Many of this site’s most avid readers drive Porsches. They are nippy, reliable and radiate quiet good taste. The Financial Times reports that chief executive Wendelin Wiedeking has lost his job but has had the pill slightly sweetened by a €50 million pay off. The company will be joining Audi, Bugatti and Bentley as part of the Volkswagen group.
Wiedeking is getting the chop because he has run up a debt of €10bn for the firm. Even with my limited grasp of high finance it’s pretty obvious that this is not a clever thing to do. In most jobs you’d be sacked in some sort of capabiity procedure for rather less serious errors of judgement.
€50m might seem pretty generous but last year Wiedeking “earned” €80m. We’ll have no badmouthing of him. He’s said he would spend half the sum on a newly-formed charity for Porsche employees and to support elderly and suffering journalists.

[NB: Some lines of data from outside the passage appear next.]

use crate::catalog::Catalog;
use crate::channel::{ChannelTransport, ControlChannel, Envelope};
use crate::config::{Routing, SinkConfig};
use crate::events::{CommitReadyPayload, CommitResponsePayload, Event, EventPayload};
use crate::metrics::SinkMetrics;
use crate::task::SinkTaskContext;
use crate::writer::{TableWriter, WriterFactory};
use crate::Result;

const POLL_DURATION: Duration = Duration::from_millis(100);

pub struct Worker<T: ChannelTransport> {
    channel: ControlChannel<T>,
    routing: Routing,
    catalog: Arc<dyn Catalog>,
    writer_factory: Arc<dyn WriterFactory>,
    context: Arc<dyn SinkTaskContext>,
    metrics: Arc<SinkMetrics>,

    // The three maps below are reset together at the end of a commit round.
    writers: HashMap<TableIdent, Box<dyn TableWriter>>,
    table_exists: HashMap<TableIdent, bool>,
    source_offsets: HashMap<TopicPartition, Offset>,
}
// Copyright 2025 RisingWave Labs
//
// Licensed under the Apache License, Version 2.0 (the "License");
// you may not use this file except in compliance with the License.
// You may obtain a copy of the License at
//
//     http://www.apache.org/licenses/LICENSE-2.0
//
// Unless required by applicable law or agreed to in writing, software
// distributed under the License is distributed on an "AS IS" BASIS,
// WITHOUT WARRANTIES OR CONDITIONS OF ANY KIND, either express or implied.
// See the License for the specific language governing permissions and
// limitations under the License.

//! The Kafka-backed [`ChannelTransport`]. Event produce and source-offset
//! commit share one producer transaction; the offsets land in the
//! coordinator consumer group, which doubles as the durable source cursor.

use std::collections::HashMap;
use std::time::Duration;

use anyhow::anyhow;
use async_trait::async_trait;
use bytes::Bytes;
use iceberg_connect_common::types::TopicPartition;
use rdkafka::config::ClientConfig;
use rdkafka::consumer::{BaseConsumer, CommitMode, Consumer};
use rdkafka::producer::{FutureProducer, FutureRecord, Producer};
use rdkafka::util::Timeout;
use rdkafka::{Message, Offset, TopicPartitionList};
use uuid::Uuid;

use super::{ChannelTransport, Polled};
use crate::config::SinkConfig;
use crate::{ConnectError, Result};

/// Used for the synchronous rdkafka calls: transaction control, committed
/// offset lookups and metadata fetches. All of them run rarely, outside the
/// per-record hot path.
const KAFKA_CALL_TIMEOUT: Duration = Duration::from_secs(30);

pub struct KafkaChannelTransport {
    control_topic: String,
    producer: FutureProducer,
    consumer: BaseConsumer,
    /// A consumer configured into the coordinator group. It never
    /// subscribes; it exists for committed-offset queries and to supply the
    /// group metadata that fences `send_offsets_to_transaction`.
    group_consumer: BaseConsumer,
}

impl KafkaChannelTransport {
    /// The coordinator transport: consumes the control topic under the
    /// stable control group so its position survives restarts.
    pub fn for_coordinator(config: &SinkConfig) -> Result<Self> {
        Self::new(config, config.control_group_id().to_owned(), "earliest")
    }

    /// A worker transport: a transient `<group>-<uuid>` consumer group that
    /// starts at the current end of the control topic and never commits, so
    /// a restarted worker observes every future commit request regardless of
    /// its history.
    pub fn for_worker(config: &SinkConfig) -> Result<Self> {
        let group = format!("{}-{}", config.control_group_id(), Uuid::new_v4());
        Self::new(config, group, "latest")
    }

    fn new(
        config: &SinkConfig,
        consumer_group: String,
        auto_offset_reset: &str,
    ) -> Result<Self> {
        let kafka_props = config.kafka_props();
        let client_config = |extra: &[(&str, String)]| {
            let mut client = ClientConfig::new();
            for (k, v) in &kafka_props {
                client.set(k, v);
            }
            for (k, v) in extra {
                client.set(*k, v);
            }
            client
        };

        let producer: FutureProducer = client_config(&[(
            "transactional.id",
            format!("{}-txn-{}", config.control_group_id(), Uuid::new_v4()),
        )])
        .create()?;
        producer.init_transactions(KAFKA_CALL_TIMEOUT)?;

        let consumer: BaseConsumer = client_config(&[
            ("group.id", consumer_group),
            ("enable.auto.commit", "false".to_owned()),
            ("enable.auto.offset.store", "false".to_owned()),
            ("enable.partition.eof", "false".to_owned()),
            ("auto.offset.reset", auto_offset_reset.to_owned()),
        ])
        .create()?;

        // A missing control topic is fatal misconfiguration, not something
        // to retry into existence.
        let metadata = consumer.fetch_metadata(Some(config.control_topic()), KAFKA_CALL_TIMEOUT)?;
        let topic_exists = metadata
            .topics()
            .iter()
            .any(|t| t.name() == config.control_topic() && !t.partitions().is_empty());
        if !topic_exists {
            return Err(ConnectError::Config(anyhow!(
                "control topic {} does not exist",
                config.control_topic()
            )));
        }
        consumer.subscribe(&[config.control_topic()])?;

        let group_consumer: BaseConsumer = client_config(&[
            ("group.id", config.control_group_id().to_owned()),
            ("enable.auto.commit", "false".to_owned()),
        ])
        .create()?;

        Ok(Self {
            control_topic: config.control_topic().to_owned(),
            producer,
            consumer,
            group_consumer,
        })
    }

    async fn produce_in_transaction(
        &self,
        payloads: &[Bytes],
        source_offsets: &HashMap<TopicPartition, i64>,
    ) -> Result<()> {
        for payload in payloads {
            self.producer
                .send(
                    FutureRecord::<(), [u8]>::to(&self.control_topic)
                        .payload(payload.as_ref()),
                    Timeout::Never,
                )
                .await
                .map_err(|(e, _)| ConnectError::Kafka(e))?;
        }
        if !source_offsets.is_empty() {
            let mut tpl = TopicPartitionList::new();
            for (tp, offset) in source_offsets {
                tpl.add_partition_offset(&tp.topic, tp.partition, Offset::Offset(*offset))?;
            }
            let metadata = self.group_consumer.group_metadata().ok_or_else(|| {
                ConnectError::Channel(anyhow!("control group metadata unavailable"))
            })?;
            self.producer
                .send_offsets_to_transaction(&tpl, &metadata, KAFKA_CALL_TIMEOUT)?;
        }
        Ok(())
    }
}

#[async_trait]
impl ChannelTransport for KafkaChannelTransport {
    async fn send(
        &mut self,
        payloads: Vec<Bytes>,
        source_offsets: HashMap<TopicPartition, i64>,
    ) -> Result<()> {
        self.producer.begin_transaction()?;
        match self.produce_in_transaction(&payloads, &source_offsets).await {
            Ok(()) => {
                self.producer.commit_transaction(KAFKA_CALL_TIMEOUT)?;
                Ok(())
            }
            Err(e) => {
                if let Err(abort_err) = self.producer.abort_transaction(KAFKA_CALL_TIMEOUT) {
                    tracing::warn!(error = %abort_err, "failed to abort control transaction");
                }
                Err(e)
            }
        }
    }

    async fn poll(&mut self, timeout: Duration) -> Result<Vec<Polled>> {
        let mut polled = Vec::new();
        let mut wait = timeout;
        while let Some(result) = self.consumer.poll(wait) {
            let message = result?;
            if let Some(payload) = message.payload() {
                polled.push(Polled {
                    payload: Bytes::copy_from_slice(payload),
                    partition: message.partition(),
                    offset: message.offset(),
                });
            }
            self.consumer.store_offset_from_message(&message)?;
            wait = Duration::ZERO;
        }
        Ok(polled)
    }

    async fn commit_cursor(&mut self) -> Result<()> {
        self.consumer.commit_consumer_state(CommitMode::Sync)?;
        Ok(())
    }

    async fn committed_offsets(
        &self,
        partitions: &[TopicPartition],
    ) -> Result<HashMap<TopicPartition, i64>> {
        let mut tpl = TopicPartitionList::new();
        for tp in partitions {
            tpl.add_partition(&tp.topic, tp.partition);
        }
        let committed = self
            .group_consumer
            .committed_offsets(tpl, KAFKA_CALL_TIMEOUT)?;
        let mut offsets = HashMap::with_capacity(committed.count());
        for elem in committed.elements() {
            if let Offset::Offset(offset) = elem.offset() {
                offsets.insert(
                    TopicPartition::new(elem.topic(), elem.partition()),
                    offset,
                );
            }
        }
        Ok(offsets)
    }

    async fn partitions_for(&self, topic: &str) -> Result<Vec<i32>> {
        let metadata = self
            .consumer
            .fetch_metadata(Some(topic), KAFKA_CALL_TIMEOUT)?;
        let partitions = metadata
            .topics()
            .iter()
            .find(|t| t.name() == topic)
            .map(|t| t.partitions().iter().map(|p| p.id()).collect())
            .unwrap_or_default();
        Ok(partitions)
    }

    async fn close(&mut self) -> Result<()> {
        // Flush before the clients drop; producer, consumer and the offsets
        // consumer are released in field order when the transport drops.
        if let Err(e) = self.producer.flush(KAFKA_CALL_TIMEOUT) {
            tracing::warn!(error = %e, "failed to flush control producer");
        }
        self.consumer.unsubscribe();
        Ok(())
    }
}
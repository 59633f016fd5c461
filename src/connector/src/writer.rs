// Copyright 2025 RisingWave Labs
//
// Licensed under the Apache License, Version 2.0 (the "License");
// you may not use this file except in compliance with the License.
// You may obtain a copy of the License at
//
//     http://www.apache.org/licenses/LICENSE-2.0
//
// Unless required by applicable law or agreed to in writing, software
// distributed under the License is distributed on an "AS IS" BASIS,
// WITHOUT WARRANTIES OR CONDITIONS OF ANY KIND, either express or implied.
// See the License for the specific language governing permissions and
// limitations under the License.

//! The file-format writer seam. Writers are created lazily, one per
//! destination table per commit round, and live until the round closes them
//! (`complete`) or the task shuts down (`close`).

use async_trait::async_trait;
use iceberg_connect_common::types::TableIdent;
use iceberg_connect_common::SinkRecord;

use crate::catalog::{DataFile, DeleteFile};
use crate::Result;

/// The staged output of one closed writer.
#[derive(Debug, Clone, PartialEq)]
pub struct WriterResult {
    pub table: TableIdent,
    pub partition_spec_id: i32,
    pub data_files: Vec<DataFile>,
    pub delete_files: Vec<DeleteFile>,
}

/// Accumulates records for one destination table.
#[async_trait]
pub trait TableWriter: Send {
    /// Convert the record value into the table schema and buffer it.
    /// Conversion and IO failures surface to the framework, which pauses
    /// and retries the partition.
    async fn write(&mut self, record: &SinkRecord) -> Result<()>;

    /// Flush and close, returning the staged files. Returning no files is
    /// legal and yields a no-op commit response.
    async fn complete(self: Box<Self>) -> Result<WriterResult>;

    /// Abort, deleting staged files on a best-effort basis.
    async fn close(self: Box<Self>) -> Result<()>;
}

/// Creates writers; implemented by the file-format integration.
#[async_trait]
pub trait WriterFactory: Send + Sync {
    async fn create(&self, table: &TableIdent) -> Result<Box<dyn TableWriter>>;
}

Ahh!
One of the more perceptive comments on the matter came from Johannes Kahrs of the SPD. He said that the severance package was “in no relation to what one can earn in normal jobs”. That German gift for deep thinking leaves the rest of us awestruck sometimes.
The Wall Street Journal cites one deeply weird union official.
“Berthold Huber, president of the IG Metall labor union of engineering workers, told reporters Thursday that Wiedeking would have been entitled to a compensation of up to EUR260 million, based on calculations by Wiedeking’s lawyers. The labor union welcomed the fact that Wiedeking had given up “the major portion of the severance pay to which his contract would have entitled him.”
Berthold is not someone you would want on your team.